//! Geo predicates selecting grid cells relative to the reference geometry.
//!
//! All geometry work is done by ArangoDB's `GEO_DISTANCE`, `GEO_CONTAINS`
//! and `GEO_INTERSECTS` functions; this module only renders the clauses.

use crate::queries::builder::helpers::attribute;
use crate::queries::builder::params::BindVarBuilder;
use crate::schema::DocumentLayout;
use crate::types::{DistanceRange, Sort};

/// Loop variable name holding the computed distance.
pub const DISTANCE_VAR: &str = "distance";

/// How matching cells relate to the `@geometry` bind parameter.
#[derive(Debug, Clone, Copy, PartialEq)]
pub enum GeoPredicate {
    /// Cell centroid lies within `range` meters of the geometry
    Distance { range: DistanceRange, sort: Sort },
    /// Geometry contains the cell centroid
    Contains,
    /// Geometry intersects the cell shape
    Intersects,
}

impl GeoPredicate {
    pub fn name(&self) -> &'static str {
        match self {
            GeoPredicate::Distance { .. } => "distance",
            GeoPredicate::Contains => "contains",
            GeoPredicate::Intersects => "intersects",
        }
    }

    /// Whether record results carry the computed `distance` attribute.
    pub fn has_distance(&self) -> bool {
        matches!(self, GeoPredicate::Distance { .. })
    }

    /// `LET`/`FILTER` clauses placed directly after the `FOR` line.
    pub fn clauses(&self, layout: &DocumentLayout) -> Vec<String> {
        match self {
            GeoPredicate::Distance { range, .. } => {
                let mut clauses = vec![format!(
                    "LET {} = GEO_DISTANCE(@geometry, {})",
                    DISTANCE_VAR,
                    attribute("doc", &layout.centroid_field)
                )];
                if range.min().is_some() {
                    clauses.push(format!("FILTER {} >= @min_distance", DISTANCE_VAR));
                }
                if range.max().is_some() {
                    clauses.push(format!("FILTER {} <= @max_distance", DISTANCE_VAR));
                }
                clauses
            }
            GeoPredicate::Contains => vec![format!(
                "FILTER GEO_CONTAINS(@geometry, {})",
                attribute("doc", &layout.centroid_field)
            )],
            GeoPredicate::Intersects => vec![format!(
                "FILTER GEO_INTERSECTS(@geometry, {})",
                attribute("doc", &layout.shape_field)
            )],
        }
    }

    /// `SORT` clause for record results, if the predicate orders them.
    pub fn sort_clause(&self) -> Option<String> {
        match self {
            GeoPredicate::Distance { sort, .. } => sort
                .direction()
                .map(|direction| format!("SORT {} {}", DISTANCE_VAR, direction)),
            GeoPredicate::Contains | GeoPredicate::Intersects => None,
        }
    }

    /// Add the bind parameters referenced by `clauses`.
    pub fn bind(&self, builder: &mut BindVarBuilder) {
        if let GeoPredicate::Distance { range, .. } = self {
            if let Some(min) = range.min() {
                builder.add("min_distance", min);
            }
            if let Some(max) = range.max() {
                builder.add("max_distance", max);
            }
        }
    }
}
--
§ Goal of the exercise:
Your answer should consist of the lines from the line with "All geometry work" to the line with "use crate::queries::builder::params::BindVarBuilder;" above, repeated exactly, both ends included.

§ Problem solution:
//! All geometry work is done by ArangoDB's `GEO_DISTANCE`, `GEO_CONTAINS`
//! and `GEO_INTERSECTS` functions; this module only renders the clauses.

use crate::queries::builder::helpers::attribute;
use crate::queries::builder::params::BindVarBuilder;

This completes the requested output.